DODES'KADEN, film de Akira Kurosawa
Des douze films réalisés par Akira Kurosawa (1910-1998) entre 1950 et 1965, presque tous avaient été des succès au box-office. Ils avaient même eu l'insigne honneur d'être plagiés, Les Sept Samouraïs (Shichinin no samurai, 1954) devenant Les Sept Mercenaires (The Magnificent Seven de John Sturges, 1960), et Le Garde du corps (Yojimbo, 1961), Pour une poignée de dollars (Per un pugno di dollari de Sergio Leone, 1964). Mais, après Barberousse (Akahige, 1965), les budgets de Kurosawa deviennent trop élevés pour une industrie japonaise du cinéma en plein déclin. Sa participation à la réalisation de Tora ! Tora ! Tora ! (1970), de Richard Fleicher, ayant tourné à la catastrophe, la 20th Century Fox, productrice de ce blockbuster, l'accuse de « pousser le perfectionnisme jusqu'à la folie ». C'est « pour prouver qu'il n'était pas fou » que Kurosawa tourne, en quatre semaines et pour moins d'1 million de dollars, ce film intimiste, dans un décor de studio aux antipodes de l'esthétique alors dominante. Ce sera malgré tout le premier film du cinéaste à perdre de l'argent.

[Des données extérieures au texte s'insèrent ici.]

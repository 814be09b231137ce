use std::path::PathBuf;
use std::sync::Arc;

use anyhow::{bail, Context};
use aws_config::BehaviorVersion;
use clap::{Parser, ValueEnum};
use shared::{load_descriptors, read_domain_name, FunctionDescriptor, ResponseEnvelope};
use tokio::sync::Mutex;
use tokio::task::JoinSet;
use tokio::time::Instant;

#[derive(Default)]
struct Stats {
    success_count: usize,
    error_count: usize,
    total_latency_ms: f64,
}

#[derive(Copy, Clone, Debug, PartialEq, Eq, ValueEnum)]
enum Mode {
    /// POST the test event to https://api.<domain>/<function>
    Http,
    /// Invoke the deployed Lambda function directly
    Lambda,
}

#[derive(Parser, Debug)]
#[command(name = "invoke-test")]
#[command(about = "Invoke every deployed function with the test event from its descriptor")]
struct Args {
    /// Directory holding one JSON descriptor per function
    #[arg(long, default_value = "configs/lambdas")]
    configs: PathBuf,

    /// File whose first line assigns the domain name
    #[arg(long, default_value = "configs/domainName.ts")]
    domain_file: PathBuf,

    /// Use this domain instead of reading --domain-file
    #[arg(long)]
    domain: Option<String>,

    /// How the functions are reached
    #[arg(long, value_enum, default_value = "http")]
    mode: Mode,

    /// Only test this function
    #[arg(long)]
    function: Option<String>,

    /// Prefix of the deployed Lambda function names
    #[arg(long, default_value = "")]
    function_prefix: String,

    /// Number of rounds over all descriptors
    #[arg(long, default_value = "1")]
    iters: usize,

    /// Number of parallel threads
    #[arg(long, default_value = "1")]
    threads: usize,
}

struct Case {
    function_name: String,
    descriptor: FunctionDescriptor,
}

/// What came back from one invocation.
struct Outcome {
    status: u16,
    body: String,
    envelope: bool,
}

enum Target {
    Http {
        client: reqwest::Client,
        endpoint: String,
    },
    Lambda {
        client: aws_sdk_lambda::Client,
        prefix: String,
    },
}

impl Target {
    async fn invoke(&self, case: &Case) -> anyhow::Result<Outcome> {
        match self {
            Target::Http { client, endpoint } => {
                let response = client
                    .post(format!("{endpoint}/{}", case.function_name))
                    .json(&case.descriptor.test_event)
                    .send()
                    .await?;
                let status = response.status().as_u16();
                let body = response.text().await?;
                Ok(Outcome {
                    status,
                    body,
                    envelope: false,
                })
            }
            Target::Lambda { client, prefix } => {
                let function_name = format!("{prefix}{}", case.function_name);
                let payload = serde_json::to_vec(&case.descriptor.test_request())?;
                let response = client
                    .invoke()
                    .function_name(&function_name)
                    .payload(aws_sdk_lambda::primitives::Blob::new(payload))
                    .send()
                    .await?;

                let raw = response
                    .payload()
                    .map(|b| String::from_utf8_lossy(b.as_ref()).to_string())
                    .unwrap_or_else(|| "No response".to_string());
                if let Some(function_error) = response.function_error() {
                    bail!("{function_name} failed with {function_error}: {raw}");
                }

                let envelope: ResponseEnvelope = serde_json::from_str(&raw)
                    .with_context(|| format!("{function_name} returned an unexpected payload: {raw}"))?;
                Ok(Outcome {
                    status: envelope.status_code,
                    body: envelope.body,
                    envelope: true,
                })
            }
        }
    }
}

/// Failure reason for an outcome, if any.
fn check(case: &Case, outcome: &Outcome) -> Option<String> {
    if outcome.status != 200 {
        return Some(format!("status {}: {}", outcome.status, outcome.body));
    }
    match &case.descriptor.expected_result {
        Some(expected) if outcome.envelope && &outcome.body != expected => {
            Some(format!("expected {expected:?}, got {:?}", outcome.body))
        }
        _ => None,
    }
}

async fn run_invocations(
    target: Arc<Target>,
    cases: Arc<Vec<Case>>,
    thread_id: usize,
    start: usize,
    end: usize,
    total: usize,
    stats: Arc<Mutex<Stats>>,
) {
    for i in start..=end {
        let case = &cases[(i - 1) % cases.len()];

        let started = Instant::now();
        let result = target.invoke(case).await;
        let latency_ms = started.elapsed().as_secs_f64() * 1000.0;

        let failure = match &result {
            Ok(outcome) => check(case, outcome),
            Err(e) => Some(format!("{e:#}")),
        };

        // Update stats
        {
            let mut stats = stats.lock().await;
            if failure.is_some() {
                stats.error_count += 1;
            } else {
                stats.success_count += 1;
                stats.total_latency_ms += latency_ms;
            }
        }

        match failure {
            None => println!(
                "[Thread {}: {}/{}] {} => ok in {:.3}ms",
                thread_id, i, total, case.function_name, latency_ms
            ),
            Some(reason) => eprintln!(
                "[Thread {}: {}/{}] {} => {}",
                thread_id, i, total, case.function_name, reason
            ),
        }
    }
}

#[tokio::main]
async fn main() -> anyhow::Result<()> {
    let args = Args::parse();
    if args.threads == 0 {
        bail!("--threads must be at least 1");
    }

    let cases: Vec<Case> = load_descriptors(&args.configs)?
        .into_iter()
        .filter(|(name, _)| args.function.as_ref().map_or(true, |only| only == name))
        .map(|(function_name, descriptor)| Case {
            function_name,
            descriptor,
        })
        .collect();
    if cases.is_empty() {
        bail!("no descriptors to test in {}", args.configs.display());
    }
    let cases = Arc::new(cases);

    let target = match args.mode {
        Mode::Http => {
            let domain = match &args.domain {
                Some(domain) => domain.clone(),
                None => read_domain_name(&args.domain_file)?,
            };
            Target::Http {
                client: reqwest::Client::new(),
                endpoint: format!("https://api.{domain}"),
            }
        }
        Mode::Lambda => {
            let config = aws_config::load_defaults(BehaviorVersion::latest()).await;
            Target::Lambda {
                client: aws_sdk_lambda::Client::new(&config),
                prefix: args.function_prefix.clone(),
            }
        }
    };
    let target = Arc::new(target);

    let total_iters = args.iters * cases.len();
    println!(
        "Running {} invocations of {} function(s) across {} thread(s)",
        total_iters,
        cases.len(),
        args.threads
    );

    // Create shared stats
    let stats = Arc::new(Mutex::new(Stats::default()));

    // Calculate iterations per thread
    let iters_per_thread = total_iters / args.threads;
    let remainder = total_iters % args.threads;

    let mut tasks = JoinSet::new();

    let mut start = 1;
    for t in 1..=args.threads {
        let end = if t == args.threads {
            start + iters_per_thread - 1 + remainder
        } else {
            start + iters_per_thread - 1
        };
        if end < start {
            continue;
        }

        let target = Arc::clone(&target);
        let cases = Arc::clone(&cases);
        let stats = Arc::clone(&stats);

        tasks.spawn(async move {
            run_invocations(target, cases, t, start, end, total_iters, stats).await;
        });

        start = end + 1;
    }

    // Wait for all tasks to complete
    while let Some(result) = tasks.join_next().await {
        if let Err(e) = result {
            eprintln!("Task failed: {}", e);
        }
    }

    // Print summary
    let stats = stats.lock().await;
    println!("Completed {} invocations", total_iters);
    println!();
    println!("Results:");
    println!("  Success: {}", stats.success_count);
    println!("  Errors:  {}", stats.error_count);
    if stats.success_count > 0 {
        let avg_latency = stats.total_latency_ms / stats.success_count as f64;
        println!("  Avg latency: {:.3}ms", avg_latency);
    }

    if stats.error_count > 0 || stats.success_count != total_iters {
        bail!("{} of {} invocations failed", total_iters - stats.success_count, total_iters);
    }
    Ok(())
}

#[cfg(test)]
mod tests {
    use super::*;
    use serde_json::json;

    fn case(expected_result: Option<&str>) -> Case {
        Case {
            function_name: "query_in_clause_generator".to_string(),
            descriptor: serde_json::from_value(json!({
                "test_event": { "strings": "x\ny" },
                "expected_result": expected_result,
            }))
            .unwrap(),
        }
    }

    fn outcome(status: u16, body: &str, envelope: bool) -> Outcome {
        Outcome {
            status,
            body: body.to_string(),
            envelope,
        }
    }

    #[test]
    fn non_200_is_a_failure() {
        let reason = check(&case(None), &outcome(500, "boom", false)).unwrap();
        assert!(reason.contains("status 500"));
    }

    #[test]
    fn envelope_body_is_compared_with_expected_result() {
        let case = case(Some("in ('x','y')"));
        assert!(check(&case, &outcome(200, "in ('x','y')", true)).is_none());
        assert!(check(&case, &outcome(200, "in ('y')", true)).is_some());
    }

    #[test]
    fn http_mode_only_checks_status() {
        let case = case(Some("in ('x','y')"));
        assert!(check(&case, &outcome(200, "anything", false)).is_none());
    }

    #[test]
    fn parses_arguments() {
        let args = Args::parse_from([
            "invoke-test",
            "--mode",
            "lambda",
            "--function",
            "format_json",
            "--threads",
            "4",
        ]);
        assert_eq!(args.mode, Mode::Lambda);
        assert_eq!(args.function.as_deref(), Some("format_json"));
        assert_eq!(args.threads, 4);
        assert_eq!(args.iters, 1);
        assert_eq!(args.configs, PathBuf::from("configs/lambdas"));
    }
}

Déprimé, il tente de se suicider en 1971 ; il guérira avec la réussite critique de son film suivant, Dersou Ouzala (1975).

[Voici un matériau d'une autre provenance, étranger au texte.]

use std::path::PathBuf;

use clap::Parser;
use shared::{load_descriptors, read_domain_name};
use tracing::info;

mod page;
mod template;

use page::{generate_site, write_site, Templates};

#[derive(Parser, Debug)]
#[command(name = "generate-html")]
#[command(about = "Render one HTML form page per function descriptor, plus an index page")]
struct Args {
    /// Directory holding one JSON descriptor per function
    #[arg(long, default_value = "configs/lambdas")]
    configs: PathBuf,

    /// Directory holding main_template.html and index_template.html
    #[arg(long, default_value = "ui_templates")]
    templates: PathBuf,

    /// Directory the pages are written to
    #[arg(long, default_value = "ui_compiled")]
    output: PathBuf,

    /// File whose first line assigns the domain name
    #[arg(long, default_value = "configs/domainName.ts")]
    domain_file: PathBuf,

    /// Use this domain instead of reading --domain-file
    #[arg(long)]
    domain: Option<String>,
}

fn main() -> anyhow::Result<()> {
    tracing_subscriber::fmt()
        .with_max_level(tracing::Level::INFO)
        .with_target(false)
        .init();

    let args = Args::parse();

    let domain = match args.domain {
        Some(domain) => domain,
        None => read_domain_name(&args.domain_file)?,
    };
    let descriptors = load_descriptors(&args.configs)?;
    let templates = Templates::load(&args.templates)?;

    let site = generate_site(&descriptors, &templates, &domain)?;
    write_site(&site, &args.output)?;

    let functions: Vec<&str> = site.function_names().collect();
    info!(
        ?functions,
        domain = %domain,
        output = %args.output.display(),
        "site generated"
    );
    Ok(())
}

La cour des Miracles à Tōkyō
La vie d'une petite communauté de marginaux, d'exclus et de déclassés, qui peuplent un bidonville, dans la banlieue d'une métropole. Deux hommes, ivres en permanence, échangent leurs épouses. Un homme élève comme siens les cinq enfants que sa femme a eus de pères différents. Un garçon un peu demeuré se prend pour un conducteur de tram et passe sa journée à faire des allers-retours en scandant « do-des-ka-den ». Un mendiant ne subsiste que de ce que rapporte son jeune fils, qu'il laisse cependant mourir d'empoisonnement, par négligence. Une jeune fille est violée par son oncle, qui prend la fuite lorsque, enceinte, elle commet un acte insensé en poignardant un jeune livreur de saké. Un homme, que sa femme a abandonné, est devenu une espèce de mort-vivant ; même le retour et le repentir de son épouse ne réussissent pas à le ressusciter. Un chœur – celui des femmes à la fontaine – et un vieux sage (M. Tanbo, qui prône l'humanité et la raison) commentent, chacun à sa façon, ce monde doucement insensé.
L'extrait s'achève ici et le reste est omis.